Screening of differential promoter hypermethylated genes in primary oral squamous cell carcinoma.

BACKGROUND

Promoter hypermethylation leads to altered gene functions and may result in malignant cellular transformation. Thus, identification of biomarkers for hypermethylated genes could be useful for diagnosis, prognosis, and therapeutic treatment of oral squamous cell carcinoma (OSCC).

OBJECTIVES

To screen hypermethylated genes with a microarray approach and to validate selected hypermethylated genes with the methylation-specific polymerase chain reaction (MSPCR).

MATERIALS AND METHODS

Genome-wide analysis of normal oral mucosa and OSCC tissues was conducted using the Illumina methylation microarray. The specified differential genes were selected and hypermethylation status was further verified with an independent cohort sample of OSCC samples.

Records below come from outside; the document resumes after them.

use crate::auth::jwt::JwtConfig;

/// Server configuration loaded from environment variables.
///
/// All fields have defaults suitable for local development.
#[derive(Debug, Clone)]
pub struct ServerConfig {
    /// Bind address (default: `0.0.0.0`).
    pub host: String,
    /// Bind port (default: `3000`).
    pub port: u16,
    /// Allowed CORS origins, parsed from comma-separated `CORS_ORIGINS` env var.
    pub cors_origins: Vec<String>,
    /// HTTP request timeout in seconds (default: `120`). Covers file uploads.
    pub request_timeout_secs: u64,
    /// Sessions untouched for this long are dropped (default: `3600`).
    pub session_idle_timeout_secs: u64,
    /// Largest multipart body accepted by the file routes (default: 256 MiB).
    pub max_upload_body_bytes: usize,
    /// JWT token configuration.
    pub jwt: JwtConfig,
}

impl ServerConfig {
    /// Load configuration from environment variables with defaults.
    ///
    /// | Env Var                     | Default                 |
    /// |-----------------------------|-------------------------|
    /// | `HOST`                      | `0.0.0.0`               |
    /// | `PORT`                      | `3000`                  |
    /// | `CORS_ORIGINS`              | `http://localhost:5173` |
    /// | `REQUEST_TIMEOUT_SECS`      | `120`                   |
    /// | `SESSION_IDLE_TIMEOUT_SECS` | `3600`                  |
    /// | `MAX_UPLOAD_BODY_MB`        | `256`                   |
    pub fn from_env() -> Self {
        let host = std::env::var("HOST").unwrap_or_else(|_| "0.0.0.0".into());

        let port: u16 = std::env::var("PORT")
            .unwrap_or_else(|_| "3000".into())
            .parse()
            .expect("PORT must be a valid u16");

        let cors_origins: Vec<String> = std::env::var("CORS_ORIGINS")
            .unwrap_or_else(|_| "http://localhost:5173".into())
            .split(',')
            .map(|s| s.trim().to_string())
            .filter(|s| !s.is_empty())
            .collect();

        let request_timeout_secs: u64 = std::env::var("REQUEST_TIMEOUT_SECS")
            .unwrap_or_else(|_| "120".into())
            .parse()
            .expect("REQUEST_TIMEOUT_SECS must be a valid u64");

        let session_idle_timeout_secs: u64 = std::env::var("SESSION_IDLE_TIMEOUT_SECS")
            .unwrap_or_else(|_| "3600".into())
            .parse()
            .expect("SESSION_IDLE_TIMEOUT_SECS must be a valid u64");

        let max_upload_body_mb: usize = std::env::var("MAX_UPLOAD_BODY_MB")
            .unwrap_or_else(|_| "256".into())
            .parse()
            .expect("MAX_UPLOAD_BODY_MB must be a valid usize");

        let jwt = JwtConfig::from_env();

        Self {
            host,
            port,
            cors_origins,
            request_timeout_secs,
            session_idle_timeout_secs,
            max_upload_body_bytes: max_upload_body_mb * 1024 * 1024,
            jwt,
        }
    }
}
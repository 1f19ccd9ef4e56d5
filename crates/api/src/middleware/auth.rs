//! JWT-based authentication extractor for Axum handlers.
//!
//! Requests without a valid token never reach a session: this is the gate
//! every authoring route sits behind.

use axum::extract::FromRequestParts;
use axum::http::request::Parts;
use tunedrop_core::error::CoreError;
use tunedrop_core::types::WalletAddress;

use crate::auth::jwt::validate_token;
use crate::error::AppError;
use crate::state::AppState;

/// Authenticated creator extracted from a JWT Bearer token in the
/// `Authorization` header.
#[derive(Debug, Clone)]
pub struct AuthUser {
    /// Canonical wallet address of the creator.
    pub wallet: WalletAddress,
}

impl FromRequestParts<AppState> for AuthUser {
    type Rejection = AppError;

    async fn from_request_parts(
        parts: &mut Parts,
        state: &AppState,
    ) -> Result<Self, Self::Rejection> {
        let auth_header = parts
            .headers
            .get("authorization")
            .and_then(|v| v.to_str().ok())
            .ok_or_else(|| {
                AppError::Core(CoreError::Unauthorized(
                    "Missing Authorization header".into(),
                ))
            })?;

        let token = auth_header.strip_prefix("Bearer ").ok_or_else(|| {
            AppError::Core(CoreError::Unauthorized(
                "Invalid Authorization format. Expected: Bearer <token>".into(),
            ))
        })?;

        let claims = validate_token(token, &state.config.jwt).map_err(|_| {
            AppError::Core(CoreError::Unauthorized("Invalid or expired token".into()))
        })?;

        let wallet = state.identity.resolve(&claims.sub).await?;

        Ok(AuthUser { wallet })
    }
}
#[cfg(test)]
mod tests {
    use super::*;

    fn audio(name: &str, mb: u64) -> FileHandle {
        FileHandle::new(name, mb * MB).with_mime("audio/wav")
    }

    #[test]
    fn bpm_required_only_for_advanced_loops() {
        assert!(required_fields(ContentType::Loop, FormMode::Advanced).contains(&RequiredField::Bpm));
        assert!(!required_fields(ContentType::Loop, FormMode::Quick).contains(&RequiredField::Bpm));
        for ct in [ContentType::LoopPack, ContentType::FullSong, ContentType::Ep, ContentType::VideoClip] {
            assert!(!required_fields(ct, FormMode::Advanced).contains(&RequiredField::Bpm));
        }
    }

    #[test]
    fn media_requirement_follows_content_type() {
        assert!(required_fields(ContentType::LoopPack, FormMode::Quick).contains(&RequiredField::LoopFiles));
        assert!(required_fields(ContentType::Ep, FormMode::Quick).contains(&RequiredField::EpFiles));
        assert!(required_fields(ContentType::VideoClip, FormMode::Quick).contains(&RequiredField::VideoFile));
        assert!(required_fields(ContentType::FullSong, FormMode::Quick).contains(&RequiredField::AudioFile));
    }

    #[test]
    fn bundle_count_bounds() {
        for ct in [ContentType::LoopPack, ContentType::Ep] {
            let rule = media_rule(ct);
            for rejected in [0, 1, 6] {
                assert!(check_item_count(&rule, rejected).is_some(), "{ct:?} {rejected}");
            }
            for accepted in 2..=5 {
                assert!(check_item_count(&rule, accepted).is_none(), "{ct:?} {accepted}");
            }
        }
    }

    #[test]
    fn loop_pack_items_are_capped_at_10mb() {
        let rule = media_rule(ContentType::LoopPack);
        assert!(check_file(&rule, &audio("a.wav", 10)).is_empty());
        assert_eq!(check_file(&rule, &audio("big.wav", 11)).len(), 1);

        let ep = media_rule(ContentType::Ep);
        assert!(check_file(&ep, &audio("song.wav", 11)).is_empty());
    }

    #[test]
    fn video_duration_ceiling() {
        let rule = media_rule(ContentType::VideoClip);
        let at_limit = FileHandle::new("clip.mp4", MB).with_mime("video/mp4").with_duration(5.0);
        assert!(check_file(&rule, &at_limit).is_empty());

        let buffered = FileHandle::new("clip.mp4", MB).with_duration(5.5);
        assert!(check_file(&rule, &buffered).is_empty());

        let too_long = FileHandle::new("clip.mp4", MB).with_duration(5.6);
        assert_eq!(check_file(&rule, &too_long).len(), 1);

        let unknown = FileHandle::new("clip.mp4", MB);
        assert_eq!(check_file(&rule, &unknown).len(), 1);
    }

    #[test]
    fn video_size_ceiling() {
        let rule = media_rule(ContentType::VideoClip);
        let big = FileHandle::new("clip.mp4", 11 * MB).with_duration(3.0);
        assert_eq!(check_file(&rule, &big).len(), 1);
    }

    #[test]
    fn video_requires_exactly_one_file() {
        let rule = media_rule(ContentType::VideoClip);
        let clip = FileHandle::new("clip.mp4", MB).with_duration(2.0);
        assert!(check_files(&rule, &[clip.clone()]).is_empty());
        assert!(!check_files(&rule, &[clip.clone(), clip]).is_empty());
        assert!(!check_files(&rule, &[]).is_empty());
    }

    #[test]
    fn mime_mismatch_is_reported() {
        let rule = media_rule(ContentType::Loop);
        let wrong = FileHandle::new("beat.mp4", MB).with_mime("video/mp4");
        let issues = check_file(&rule, &wrong);
        assert_eq!(issues.len(), 1);
        assert!(issues[0].message.contains("expected audio/*"));
    }

    #[test]
    fn video_remix_is_mandatory() {
        let caps = allowed_licensing(ContentType::VideoClip);
        assert_eq!(caps.remix, Availability::Mandatory);
        assert!(!caps.streaming.is_offered());
    }

    #[test]
    fn streaming_offered_for_songs_and_eps() {
        assert!(allowed_licensing(ContentType::FullSong).streaming.is_offered());
        assert!(allowed_licensing(ContentType::Ep).streaming.is_offered());
        assert!(!allowed_licensing(ContentType::Loop).streaming.is_offered());
    }

    #[test]
    fn bpm_range() {
        assert!(check_bpm("bpm", None).is_none());
        assert!(check_bpm("bpm", Some(120)).is_none());
        assert!(check_bpm("bpm", Some(0)).is_some());
        assert!(check_bpm("bpm", Some(301)).is_some());
    }
}
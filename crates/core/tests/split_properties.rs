//! Property-based tests for split validation.
//!
//! Percentages are generated in whole hundredths, so the expected verdict
//! can be computed exactly in integer arithmetic.

use proptest::prelude::*;
use tunedrop_core::splits::{validate, RightsCategory, SplitGroup, SplitSlot};

fn group_from_hundredths(parts: [i64; 3]) -> SplitGroup {
    let mut group = SplitGroup::default();
    for (i, (slot, hundredths)) in group.slots.iter_mut().zip(parts).enumerate() {
        *slot = SplitSlot {
            wallet: format!("0x{:x}", i + 1),
            percentage: hundredths as f64 / 100.0,
        };
    }
    group
}

proptest! {
    /// Property: a group fails exactly when its total is more than 0.01 off 100
    #[test]
    fn fails_exactly_outside_tolerance(
        a in 0i64..=4_990,
        b in 0i64..=5_000,
        offset in -5i64..=5,
    ) {
        let c = 10_000 - a - b + offset;
        let report = validate(&group_from_hundredths([a, b, c]), RightsCategory::Composition);

        prop_assert_eq!(report.ok, offset.abs() <= 1, "offset {} hundredths", offset);
        prop_assert_eq!(report.errors.is_empty(), report.ok);
    }

    /// Property: arbitrary totals agree with the integer verdict
    #[test]
    fn arbitrary_totals_agree_with_integer_check(
        parts in prop::array::uniform3(0i64..=10_000),
    ) {
        let total: i64 = parts.iter().sum();
        let report = validate(&group_from_hundredths(parts), RightsCategory::Production);

        prop_assert_eq!(report.ok, (total - 10_000).abs() <= 1);
    }
}
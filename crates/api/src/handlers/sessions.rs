//! Handlers for authoring sessions.
//!
//! A session is one [`UploadFormController`] owned by the authenticated
//! creator. Every mutating handler answers with the refreshed
//! [`SessionView`] so the client re-renders from a single source of truth.

use axum::extract::{Path, Query, State};
use axum::http::StatusCode;
use axum::response::IntoResponse;
use axum::Json;
use serde::Deserialize;
use tunedrop_core::content_type::{ContentType, FormMode};
use tunedrop_core::form::{resolve_location, FormEvent, UploadFormController};
use tunedrop_core::types::{RecordId, WalletAddress};

use crate::error::{AppError, AppResult};
use crate::middleware::auth::AuthUser;
use crate::response::{DataResponse, SessionView, SubmissionResult};
use crate::sessions::{Session, SessionId};
use crate::state::AppState;

fn view(session: &Session) -> SessionView {
    SessionView {
        session_id: session.id,
        snapshot: session.controller.snapshot(),
    }
}

// ---------------------------------------------------------------------------
// Lifecycle
// ---------------------------------------------------------------------------

#[derive(Debug, Deserialize)]
pub struct CreateSessionRequest {
    pub content_type: ContentType,
    #[serde(default)]
    pub mode: FormMode,
}

/// POST /api/v1/sessions
///
/// Open a session for a new asset.
pub async fn create_session(
    auth: AuthUser,
    State(state): State<AppState>,
    Json(input): Json<CreateSessionRequest>,
) -> AppResult<impl IntoResponse> {
    let controller = UploadFormController::new(auth.wallet.clone(), input.content_type, input.mode);
    let id = state.sessions.open(auth.wallet.clone(), controller).await;
    let session = state.sessions.lock(id, &auth.wallet).await?;

    tracing::info!(
        session_id = %id,
        content_type = input.content_type.as_str(),
        mode = input.mode.as_str(),
        "Session opened"
    );

    Ok((StatusCode::CREATED, Json(DataResponse { data: view(&session) })))
}

/// POST /api/v1/sessions/edit/{record_id}
///
/// Open a session editing a stored track of the caller.
pub async fn edit_session(
    auth: AuthUser,
    State(state): State<AppState>,
    Path(record_id): Path<RecordId>,
) -> AppResult<impl IntoResponse> {
    let record = state
        .store
        .load(record_id)
        .await
        .map_err(|e| AppError::Upstream(e.to_string()))?;
    let content_type = ContentType::from_str_db(&record.content_type)?;
    let items = if content_type.is_bundle() {
        state
            .store
            .load_bundle_items(record_id)
            .await
            .map_err(|e| AppError::Upstream(e.to_string()))?
    } else {
        Vec::new()
    };

    let controller = UploadFormController::hydrate(auth.wallet.clone(), record, items)?;
    let id = state.sessions.open(auth.wallet.clone(), controller).await;
    let session = state.sessions.lock(id, &auth.wallet).await?;

    tracing::info!(session_id = %id, %record_id, "Session opened for editing");

    Ok((StatusCode::CREATED, Json(DataResponse { data: view(&session) })))
}

/// GET /api/v1/sessions/{id}
pub async fn get_session(
    auth: AuthUser,
    State(state): State<AppState>,
    Path(id): Path<SessionId>,
) -> AppResult<impl IntoResponse> {
    let session = state.sessions.lock(id, &auth.wallet).await?;
    Ok(Json(DataResponse { data: view(&session) }))
}

#[derive(Debug, Deserialize)]
pub struct CloseParams {
    #[serde(default)]
    pub force: bool,
}

/// DELETE /api/v1/sessions/{id}?force=
///
/// Close a session. Refused with 409 while a submission is running, and
/// while uploads are in flight unless `force=true`.
pub async fn close_session(
    auth: AuthUser,
    State(state): State<AppState>,
    Path(id): Path<SessionId>,
    Query(params): Query<CloseParams>,
) -> AppResult<impl IntoResponse> {
    {
        let mut session = state.sessions.lock(id, &auth.wallet).await?;
        session.controller.close(params.force)?;
    }
    state.sessions.remove(id).await;

    tracing::info!(session_id = %id, force = params.force, "Session closed");

    Ok(StatusCode::NO_CONTENT)
}

// ---------------------------------------------------------------------------
// Editing and navigation
// ---------------------------------------------------------------------------

/// POST /api/v1/sessions/{id}/events
///
/// Apply one [`FormEvent`].
pub async fn apply_event(
    auth: AuthUser,
    State(state): State<AppState>,
    Path(id): Path<SessionId>,
    Json(event): Json<FormEvent>,
) -> AppResult<impl IntoResponse> {
    let mut session = state.sessions.lock(id, &auth.wallet).await?;
    session.controller.apply(event)?;
    Ok(Json(DataResponse { data: view(&session) }))
}

/// POST /api/v1/sessions/{id}/next
pub async fn next_step(
    auth: AuthUser,
    State(state): State<AppState>,
    Path(id): Path<SessionId>,
) -> AppResult<impl IntoResponse> {
    let mut session = state.sessions.lock(id, &auth.wallet).await?;
    session.controller.next();
    Ok(Json(DataResponse { data: view(&session) }))
}

/// POST /api/v1/sessions/{id}/prev
pub async fn prev_step(
    auth: AuthUser,
    State(state): State<AppState>,
    Path(id): Path<SessionId>,
) -> AppResult<impl IntoResponse> {
    let mut session = state.sessions.lock(id, &auth.wallet).await?;
    session.controller.prev();
    Ok(Json(DataResponse { data: view(&session) }))
}

/// POST /api/v1/sessions/{id}/steps/{index}
pub async fn go_to_step(
    auth: AuthUser,
    State(state): State<AppState>,
    Path((id, index)): Path<(SessionId, usize)>,
) -> AppResult<impl IntoResponse> {
    let mut session = state.sessions.lock(id, &auth.wallet).await?;
    if !session.controller.go_to_step(index) {
        return Err(AppError::BadRequest(format!(
            "Step {index} does not exist; this form has {} steps",
            session.controller.steps().len()
        )));
    }
    Ok(Json(DataResponse { data: view(&session) }))
}

#[derive(Debug, Deserialize)]
pub struct SetModeRequest {
    pub mode: FormMode,
}

/// PUT /api/v1/sessions/{id}/mode
pub async fn set_mode(
    auth: AuthUser,
    State(state): State<AppState>,
    Path(id): Path<SessionId>,
    Json(input): Json<SetModeRequest>,
) -> AppResult<impl IntoResponse> {
    let mut session = state.sessions.lock(id, &auth.wallet).await?;
    session.controller.set_mode(input.mode)?;
    Ok(Json(DataResponse { data: view(&session) }))
}

#[derive(Debug, Deserialize)]
pub struct SetContentTypeRequest {
    pub content_type: ContentType,
}

/// PUT /api/v1/sessions/{id}/content-type
pub async fn set_content_type(
    auth: AuthUser,
    State(state): State<AppState>,
    Path(id): Path<SessionId>,
    Json(input): Json<SetContentTypeRequest>,
) -> AppResult<impl IntoResponse> {
    let mut session = state.sessions.lock(id, &auth.wallet).await?;
    session.controller.set_content_type(input.content_type)?;
    tracing::debug!(session_id = %id, content_type = input.content_type.as_str(), "Content type changed");
    Ok(Json(DataResponse { data: view(&session) }))
}

// ---------------------------------------------------------------------------
// Locations
// ---------------------------------------------------------------------------

#[derive(Debug, Deserialize)]
pub struct SuggestParams {
    pub q: String,
}

/// GET /api/v1/sessions/{id}/locations/suggest?q=
pub async fn suggest_locations(
    auth: AuthUser,
    State(state): State<AppState>,
    Path(id): Path<SessionId>,
    Query(params): Query<SuggestParams>,
) -> AppResult<impl IntoResponse> {
    // Ownership check only; the lock is released before the lookup.
    drop(state.sessions.lock(id, &auth.wallet).await?);
    let suggestions = state.autocomplete.suggest(&params.q).await?;
    Ok(Json(DataResponse { data: suggestions }))
}

// ---------------------------------------------------------------------------
// Submission
// ---------------------------------------------------------------------------

/// POST /api/v1/sessions/{id}/submit
///
/// Validate, geocode the free-text location if any, and persist the track.
/// The session lock is released around each collaborator call; a second
/// submit while this one runs is answered with 409.
///
/// The stages run on their own task, so a request that times out or is
/// dropped by the client still records the outcome on the session.
pub async fn submit(
    auth: AuthUser,
    State(state): State<AppState>,
    Path(id): Path<SessionId>,
) -> AppResult<impl IntoResponse> {
    let query = state
        .sessions
        .lock(id, &auth.wallet)
        .await?
        .controller
        .begin_submission()?;

    let task = tokio::spawn(run_submission(state.clone(), auth.wallet.clone(), id, query));
    let record_id = match task.await {
        Ok(result) => result?,
        Err(e) => {
            tracing::error!(session_id = %id, error = %e, "Submission task failed");
            if let Ok(mut session) = state.sessions.lock(id, &auth.wallet).await {
                session.controller.abort_submission();
            }
            return Err(AppError::InternalError(format!("Submission task failed: {e}")));
        }
    };

    let session = state.sessions.lock(id, &auth.wallet).await?;
    tracing::info!(session_id = %id, %record_id, "Session submitted");

    Ok(Json(DataResponse {
        data: SubmissionResult {
            record_id,
            session: view(&session),
        },
    }))
}

/// Geocode, assemble and persist a submission begun on session `id`.
async fn run_submission(
    state: AppState,
    wallet: WalletAddress,
    id: SessionId,
    query: Option<String>,
) -> AppResult<RecordId> {
    let geocoded = match query {
        Some(query) => match resolve_location(state.geocoder.as_ref(), &query).await {
            Ok(coords) => Some(coords),
            Err(warning) => {
                let mut session = state.sessions.lock(id, &wallet).await?;
                session.controller.push_warning(warning);
                None
            }
        },
        None => None,
    };

    let payload = state
        .sessions
        .lock(id, &wallet)
        .await?
        .controller
        .prepare_payload(geocoded)?;

    let result = state.store.upsert(&payload).await;

    let mut session = state.sessions.lock(id, &wallet).await?;
    Ok(session.controller.finish_submission(result)?)
}
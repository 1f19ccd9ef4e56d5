//! Authentication primitives.
//!
//! - [`jwt`] -- JWT access-token generation and validation. The token
//!   subject is the creator's wallet address.

pub mod jwt;
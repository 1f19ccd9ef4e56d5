use assert_matches::assert_matches;
use serde_json::json;
use wiremock::matchers::{method, path, query_param};
use wiremock::{Mock, MockServer, ResponseTemplate};

use tunedrop_core::collaborators::{Geocoder, LocationAutocomplete};
use tunedrop_core::error::CoreError;
use tunedrop_remote::{RestClient, RestGeocoder};

fn geocoder_for(server: &MockServer) -> RestGeocoder {
    RestGeocoder::new(RestClient::new(reqwest::Client::new(), server.uri(), None))
}

#[tokio::test]
async fn suggestions_parse_string_coordinates() {
    let server = MockServer::start().await;
    Mock::given(method("GET"))
        .and(path("/search"))
        .and(query_param("q", "Berlin"))
        .and(query_param("limit", "5"))
        .respond_with(ResponseTemplate::new(200).set_body_json(json!([
            { "display_name": "Berlin, Germany", "lat": "52.52", "lon": "13.405" },
            { "display_name": "Broken", "lat": "north", "lon": "13" },
            { "display_name": "Berlin, NH, USA", "lat": "44.46", "lon": "-71.18" }
        ])))
        .mount(&server)
        .await;

    let suggestions = geocoder_for(&server).suggest("  Berlin ").await.unwrap();
    assert_eq!(suggestions.len(), 2);
    assert_eq!(suggestions[0].name, "Berlin, Germany");
    assert_eq!(suggestions[0].lat, 52.52);
    assert_eq!(suggestions[1].lng, -71.18);
}

#[tokio::test]
async fn short_queries_skip_the_network() {
    let server = MockServer::start().await;
    Mock::given(method("GET"))
        .respond_with(ResponseTemplate::new(500))
        .expect(0)
        .mount(&server)
        .await;

    let suggestions = geocoder_for(&server).suggest("B").await.unwrap();
    assert!(suggestions.is_empty());
}

#[tokio::test]
async fn geocode_takes_the_best_match() {
    let server = MockServer::start().await;
    Mock::given(method("GET"))
        .and(path("/search"))
        .and(query_param("limit", "1"))
        .respond_with(ResponseTemplate::new(200).set_body_json(json!([
            { "display_name": "Lagos, Nigeria", "lat": "6.45", "lon": "3.39" }
        ])))
        .mount(&server)
        .await;

    let coords = geocoder_for(&server).geocode("Lagos").await.unwrap().unwrap();
    assert_eq!(coords.lat, 6.45);
    assert_eq!(coords.lng, 3.39);
}

#[tokio::test]
async fn geocode_without_matches_is_none() {
    let server = MockServer::start().await;
    Mock::given(method("GET"))
        .and(path("/search"))
        .respond_with(ResponseTemplate::new(200).set_body_json(json!([])))
        .mount(&server)
        .await;

    assert_eq!(geocoder_for(&server).geocode("Nowhere").await.unwrap(), None);
}

#[tokio::test]
async fn remote_failures_become_internal_errors() {
    let server = MockServer::start().await;
    Mock::given(method("GET"))
        .respond_with(ResponseTemplate::new(503))
        .mount(&server)
        .await;

    let err = geocoder_for(&server).geocode("Lagos").await.unwrap_err();
    assert_matches!(err, CoreError::Internal(msg) if msg.contains("503"));
}
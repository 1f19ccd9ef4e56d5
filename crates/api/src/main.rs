use std::net::SocketAddr;
use std::sync::Arc;
use std::time::Duration;

use tokio_util::sync::CancellationToken;
use tracing_subscriber::{layer::SubscriberExt, util::SubscriberInitExt};

use tunedrop_api::app::build_app;
use tunedrop_api::background::session_sweeper;
use tunedrop_api::config::ServerConfig;
use tunedrop_api::sessions::SessionRegistry;
use tunedrop_api::state::AppState;
use tunedrop_core::collaborators::{BpmDetector, CanonicalWalletResolver};
use tunedrop_remote::{RemoteCollaborators, RemoteConfig};

#[tokio::main]
async fn main() {
    dotenvy::dotenv().ok();

    // --- Tracing ---
    tracing_subscriber::registry()
        .with(
            tracing_subscriber::EnvFilter::try_from_default_env()
                .unwrap_or_else(|_| "tunedrop_api=debug,tunedrop_core=debug,tower_http=debug".into()),
        )
        .with(tracing_subscriber::fmt::layer())
        .init();

    // --- Configuration ---
    let config = ServerConfig::from_env();
    tracing::info!(host = %config.host, port = %config.port, "Loaded server configuration");

    let remote_config = RemoteConfig::from_env();
    tracing::info!(
        store_url = %remote_config.store_url,
        storage_url = %remote_config.storage_url,
        geocoder_url = %remote_config.geocoder_url,
        bpm_detection = remote_config.bpm_detector_url.is_some(),
        "Loaded remote configuration"
    );

    // --- Collaborators ---
    let remote =
        RemoteCollaborators::from_config(&remote_config).expect("Failed to build HTTP client");
    let geocoder = Arc::new(remote.geocoder);

    // --- Sessions ---
    let sessions = Arc::new(SessionRegistry::new());
    let sweeper_cancel = CancellationToken::new();
    let sweeper_handle = tokio::spawn(session_sweeper::run(
        Arc::clone(&sessions),
        Duration::from_secs(config.session_idle_timeout_secs),
        sweeper_cancel.clone(),
    ));

    // --- App state ---
    let state = AppState {
        config: Arc::new(config.clone()),
        sessions,
        identity: Arc::new(CanonicalWalletResolver),
        store: Arc::new(remote.store),
        storage: Arc::new(remote.storage),
        autocomplete: geocoder.clone(),
        geocoder,
        bpm_detector: remote
            .bpm_detector
            .map(|detector| Arc::new(detector) as Arc<dyn BpmDetector>),
    };

    let app = build_app(state);

    // --- Start server ---
    let addr = SocketAddr::new(
        config.host.parse().expect("Invalid HOST address"),
        config.port,
    );
    tracing::info!(%addr, "Starting server");

    let listener = tokio::net::TcpListener::bind(addr)
        .await
        .expect("Failed to bind to address");

    axum::serve(listener, app)
        .with_graceful_shutdown(shutdown_signal())
        .await
        .expect("Server error");

    // --- Post-shutdown cleanup ---
    tracing::info!("Server stopped accepting connections, cleaning up");

    sweeper_cancel.cancel();
    let _ = tokio::time::timeout(Duration::from_secs(5), sweeper_handle).await;

    tracing::info!("Graceful shutdown complete");
}

/// Wait for SIGINT or SIGTERM to initiate graceful shutdown.
async fn shutdown_signal() {
    let ctrl_c = async {
        tokio::signal::ctrl_c()
            .await
            .expect("Failed to install Ctrl-C handler");
    };

    #[cfg(unix)]
    let terminate = async {
        tokio::signal::unix::signal(tokio::signal::unix::SignalKind::terminate())
            .expect("Failed to install SIGTERM handler")
            .recv()
            .await;
    };

    #[cfg(not(unix))]
    let terminate = std::future::pending::<()>();

    tokio::select! {
        () = ctrl_c => {
            tracing::info!("Received SIGINT (Ctrl-C), starting graceful shutdown");
        }
        () = terminate => {
            tracing::info!("Received SIGTERM, starting graceful shutdown");
        }
    }
}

Candidate genes were screened using microarray assay and run by MSPCR analysis.

RESULTS

TP73, PIK3R5, and CELSR3 demonstrated high percentages of differential hypermethylation status.

CONCLUSIONS

Our microarray screening and MSPCR approaches revealed that the signature candidates of differentially hypermethylated genes may possibly become potential biomarkers which would be useful for diagnostic, prognostic and therapeutic targets of OSCC in the near future.